**Available records:**

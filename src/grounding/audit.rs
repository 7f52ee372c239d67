//! Citation auditing of model answers

use crate::grounding::{EvidenceItem, EvidenceSet, EvidenceTag};
use regex::Regex;
use serde::Serialize;
use std::sync::OnceLock;

/// Words that usually signal a rule, authority or checkable assertion
pub const LEGAL_KEYWORDS: &[&str] = &[
    "held", "holding", "ratio", "rule", "principle", "because", "therefore", "thus", "however",
    "applies", "application", "statute", "section", "case", "authority", "precedent", "duty",
    "breach", "liable", "liability", "defence", "defense", "test", "standard", "requirement",
    "requires", "must", "shall", "may", "where", "if", "unless",
];

/// Uncited sentences longer than this many words are flagged
pub const MAX_UNCITED_WORDS: usize = 25;

/// Tokens that end with a period without ending a sentence
const ABBREVIATIONS: &[&str] = &[
    "v", "vs", "e.g", "i.e", "s", "ss", "art", "para", "paras", "cf", "etc", "mr",
    "mrs", "ms", "dr", "lj", "j", "co", "ltd", "inc", "st", "p", "pp", "ch", "reg", "sch",
];

/// Words that label a lettered item ("Part A.", "an A.") rather than
/// precede a name initial
const LETTER_LABELS: &[&str] = &[
    "a", "an", "the", "part", "schedule", "plan", "annex", "appendix", "exhibit", "section",
    "article", "clause", "table", "figure", "class", "category", "type", "group", "grade",
    "form", "option", "item", "note", "chapter", "division", "tier", "level", "phase", "stage",
    "paragraph", "box", "vitamin",
];

/// `[#1]`, `[#U2]` or grouped `[#1, #U2]`
fn citation_pattern() -> &'static Regex {
    static PATTERN: OnceLock<Regex> = OnceLock::new();
    PATTERN.get_or_init(|| {
        Regex::new(r"\[\s*#[Uu]?\d+(?:\s*[,;]\s*#[Uu]?\d+)*\s*\]").expect("valid citation regex")
    })
}

fn leading_citation_pattern() -> &'static Regex {
    static PATTERN: OnceLock<Regex> = OnceLock::new();
    PATTERN.get_or_init(|| {
        Regex::new(r"^\[\s*#[Uu]?\d+(?:\s*[,;]\s*#[Uu]?\d+)*\s*\]").expect("valid citation regex")
    })
}

fn tag_pattern() -> &'static Regex {
    static PATTERN: OnceLock<Regex> = OnceLock::new();
    PATTERN.get_or_init(|| Regex::new(r"#[Uu]?\d+").expect("valid tag regex"))
}

/// Result of auditing one answer
#[derive(Debug, Clone, Default, Serialize)]
pub struct AuditReport {
    /// Substantive sentences without a citation
    pub offenders: Vec<String>,
    /// Evidence items the answer cites, in order of first use
    pub used: Vec<EvidenceItem>,
}

impl AuditReport {
    pub fn is_clean(&self) -> bool {
        self.offenders.is_empty()
    }
}

/// Audit an answer against the evidence it was given
pub fn audit_answer(answer: &str, evidence: &EvidenceSet) -> AuditReport {
    AuditReport {
        offenders: audit(answer),
        used: extract_used_tags(answer, evidence),
    }
}

/// Whether the text carries at least one citation tag
pub fn has_citation(text: &str) -> bool {
    citation_pattern().is_match(text)
}

/// Sentences that look substantive but cite nothing
pub fn audit(answer: &str) -> Vec<String> {
    split_sentences(answer)
        .into_iter()
        .filter(|sentence| is_offender(sentence))
        .collect()
}

fn is_offender(sentence: &str) -> bool {
    if !sentence.chars().any(|c| c.is_alphabetic()) || has_citation(sentence) {
        return false;
    }

    let words = sentence.split_whitespace().count();
    words > MAX_UNCITED_WORDS || has_legal_signal(sentence)
}

fn has_legal_signal(sentence: &str) -> bool {
    if sentence.contains('§') {
        return true;
    }
    sentence
        .split(|c: char| !c.is_alphanumeric())
        .filter(|w| !w.is_empty())
        .any(|word| {
            let word = word.to_lowercase();
            LEGAL_KEYWORDS.contains(&word.as_str())
        })
}

/// Every tag cited in the answer, in order of first appearance
pub fn cited_tags(answer: &str) -> Vec<EvidenceTag> {
    let mut tags = Vec::new();
    for group in citation_pattern().find_iter(answer) {
        for raw in tag_pattern().find_iter(group.as_str()) {
            if let Some(tag) = EvidenceTag::parse(raw.as_str()) {
                if !tags.contains(&tag) {
                    tags.push(tag);
                }
            }
        }
    }
    tags
}

/// Resolve cited tags to their evidence items, dropping unknown tags
pub fn extract_used_tags(answer: &str, evidence: &EvidenceSet) -> Vec<EvidenceItem> {
    cited_tags(answer)
        .into_iter()
        .filter_map(|tag| evidence.get(tag).cloned())
        .collect()
}

/// Split text into sentences
///
/// Lines are hard boundaries. Within a line a sentence ends at `.`, `!` or
/// `?` (plus closing quotes or brackets) followed by whitespace, except
/// after a known abbreviation or a name initial. A citation that
/// opens a sentence belongs to the previous one.
pub fn split_sentences(text: &str) -> Vec<String> {
    let mut sentences = Vec::new();

    for line in text.lines() {
        let chars: Vec<(usize, char)> = line.char_indices().collect();
        let mut start = 0;
        let mut i = 0;

        while i < chars.len() {
            let (pos, c) = chars[i];
            if !matches!(c, '.' | '!' | '?') {
                i += 1;
                continue;
            }

            let mut j = i + 1;
            while j < chars.len()
                && matches!(chars[j].1, '.' | '!' | '?' | '"' | '\'' | ')' | '\u{201d}' | '\u{2019}')
            {
                j += 1;
            }

            let at_boundary = j >= chars.len() || chars[j].1.is_whitespace();
            let end = chars.get(j).map_or(line.len(), |(p, _)| *p);
            if at_boundary && !(c == '.' && ends_with_abbreviation(&line[start..pos], &line[end..]))
            {
                push_sentence(&mut sentences, &line[start..end]);
                start = end;
            }
            i = j;
        }

        push_sentence(&mut sentences, &line[start..]);
    }

    sentences
}

fn ends_with_abbreviation(before: &str, after: &str) -> bool {
    let mut tokens = before.split_whitespace().rev();
    let Some(token) = tokens.next() else {
        return false;
    };
    let token = trim_opening(token);

    if ABBREVIATIONS.contains(&token.to_lowercase().as_str()) {
        return true;
    }
    is_single_capital(token) && is_name_initial(tokens.next().map(trim_opening), after)
}

/// A lone capital is an initial when it follows another initial, or when
/// a capitalised word follows and the word before is not an item label
fn is_name_initial(previous: Option<&str>, after: &str) -> bool {
    if let Some(stem) = previous.and_then(|p| p.strip_suffix('.')) {
        if is_single_capital(stem) {
            return true;
        }
    }

    let next_capitalised = after
        .split_whitespace()
        .next()
        .and_then(|word| trim_opening(word).chars().next())
        .is_some_and(char::is_uppercase);
    if !next_capitalised {
        return false;
    }

    match previous {
        None => true,
        Some(word) => {
            let word = word.trim_end_matches(|c: char| !c.is_alphanumeric());
            !LETTER_LABELS.contains(&word.to_lowercase().as_str())
        }
    }
}

fn is_single_capital(token: &str) -> bool {
    let mut chars = token.chars();
    matches!((chars.next(), chars.next()), (Some(c), None) if c.is_uppercase())
}

fn trim_opening(token: &str) -> &str {
    token.trim_start_matches(['(', '[', '"', '\u{201c}'])
}

fn push_sentence(sentences: &mut Vec<String>, raw: &str) {
    let mut text = raw.trim();
    if text.is_empty() {
        return;
    }

    if let Some(lead) = leading_citation_pattern().find(text) {
        if let Some(previous) = sentences.last_mut() {
            previous.push(' ');
            previous.push_str(lead.as_str());
            text = text[lead.end()..].trim();
        }
    }

    if !text.is_empty() {
        sentences.push(text.to_string());
    }
}

#[cfg(test)]
mod tests {
    use super::*;
    use crate::grounding::EvidenceOrigin;

    fn evidence() -> EvidenceSet {
        EvidenceSet {
            items: vec![
                EvidenceItem {
                    tag: EvidenceTag::Document(1),
                    origin: EvidenceOrigin::Document {
                        source_file: "torts.pdf".to_string(),
                        chunk_id: 0,
                    },
                    text: "one".to_string(),
                },
                EvidenceItem {
                    tag: EvidenceTag::Document(2),
                    origin: EvidenceOrigin::Document {
                        source_file: "contract.pdf".to_string(),
                        chunk_id: 5,
                    },
                    text: "two".to_string(),
                },
                EvidenceItem {
                    tag: EvidenceTag::User(1),
                    origin: EvidenceOrigin::User,
                    text: "three".to_string(),
                },
            ],
            ..Default::default()
        }
    }

    #[test]
    fn test_split_basic() {
        let sentences = split_sentences("First one. Second one! Third one?");
        assert_eq!(sentences, vec!["First one.", "Second one!", "Third one?"]);
    }

    #[test]
    fn test_split_keeps_case_names_and_decimals() {
        let sentences =
            split_sentences("Donoghue v. Stevenson is key, e.g. for s. 12.3 analysis. Next point.");
        assert_eq!(sentences.len(), 2);
        assert!(sentences[0].ends_with("analysis."));
    }

    #[test]
    fn test_split_reattaches_trailing_tag() {
        let sentences = split_sentences("The duty arises in negligence. [#1] Another sentence.");
        assert_eq!(
            sentences,
            vec!["The duty arises in negligence. [#1]", "Another sentence."]
        );
    }

    #[test]
    fn test_split_keeps_name_initials() {
        let sentences =
            split_sentences("The judgment of J. R. Smith was upheld. Lord Denning M. R. agreed.");
        assert_eq!(
            sentences,
            vec!["The judgment of J. R. Smith was upheld.", "Lord Denning M. R. agreed."]
        );
    }

    #[test]
    fn test_split_ends_at_lettered_items() {
        let sentences = split_sentences("I got an A. Then I went home.");
        assert_eq!(sentences, vec!["I got an A.", "Then I went home."]);

        let sentences = split_sentences("See Schedule B. It lists the parties.");
        assert_eq!(sentences, vec!["See Schedule B.", "It lists the parties."]);
    }

    #[test]
    fn test_short_sentences_after_grade_not_merged() {
        let text = "I got an A. Then I went home after school and walked slowly along the \
                    quiet river past the busy market square near the old town.";
        assert_eq!(split_sentences(text).len(), 2);
        assert!(audit(text).is_empty());
    }

    #[test]
    fn test_uncited_claim_before_cited_sentence_flagged() {
        let offenders = audit("The defendant is liable under Part A. This is settled [#1].");
        assert_eq!(offenders, vec!["The defendant is liable under Part A."]);
    }

    #[test]
    fn test_split_lines_are_boundaries() {
        let sentences = split_sentences("- Offer\n- Acceptance\n\nDone");
        assert_eq!(sentences, vec!["- Offer", "- Acceptance", "Done"]);
    }

    #[test]
    fn test_short_plain_sentence_not_flagged() {
        assert!(audit("Hello there. Nice to meet you!").is_empty());
    }

    #[test]
    fn test_long_uncited_sentence_flagged() {
        let long = vec!["word"; 30].join(" ") + ".";
        assert_eq!(audit(&long), vec![long.clone()]);
    }

    #[test]
    fn test_keyword_sentence_flagged_unless_cited() {
        let offenders = audit("The court held the defendant liable. It held so again [#1].");
        assert_eq!(offenders, vec!["The court held the defendant liable."]);
    }

    #[test]
    fn test_keywords_match_whole_words() {
        // "different" and "mayor" contain "if" and "may" but are not signals
        assert!(audit("The mayor had a different view.").is_empty());
        assert_eq!(audit("See § 4 for details.").len(), 1);
    }

    #[test]
    fn test_punctuation_only_ignored() {
        assert!(audit("... !!! ???").is_empty());
    }

    #[test]
    fn test_user_and_grouped_tags_count_as_citations() {
        assert!(audit("You said you must attend [#U1].").is_empty());
        assert!(audit("The rule applies here [#1, #U1].").is_empty());
    }

    #[test]
    fn test_extract_used_tags_resolves_and_dedupes() {
        let answer = "A rule [#2]. Another [#1, #U1]. Again [#2]. Unknown [#9] and [#U7].";
        let used = extract_used_tags(answer, &evidence());

        let tags: Vec<EvidenceTag> = used.iter().map(|item| item.tag).collect();
        assert_eq!(
            tags,
            vec![EvidenceTag::Document(2), EvidenceTag::Document(1), EvidenceTag::User(1)]
        );
        assert_eq!(used[0].label(), "contract.pdf");
    }

    #[test]
    fn test_audit_report() {
        let report = audit_answer("Negligence requires a duty [#1].", &evidence());
        assert!(report.is_clean());
        assert_eq!(report.used.len(), 1);
    }

    #[test]
    fn test_has_citation() {
        assert!(has_citation("text [#3]"));
        assert!(has_citation("text [ #U3 ]"));
        assert!(!has_citation("text #3"));
        assert!(!has_citation("text [3]"));
    }
}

**Task directions:** Show every line of the listing containing the string "AuditReport" by copying it.

**Exercise result:**
pub struct AuditReport {
impl AuditReport {
pub fn audit_answer(answer: &str, evidence: &EvidenceSet) -> AuditReport {
    AuditReport {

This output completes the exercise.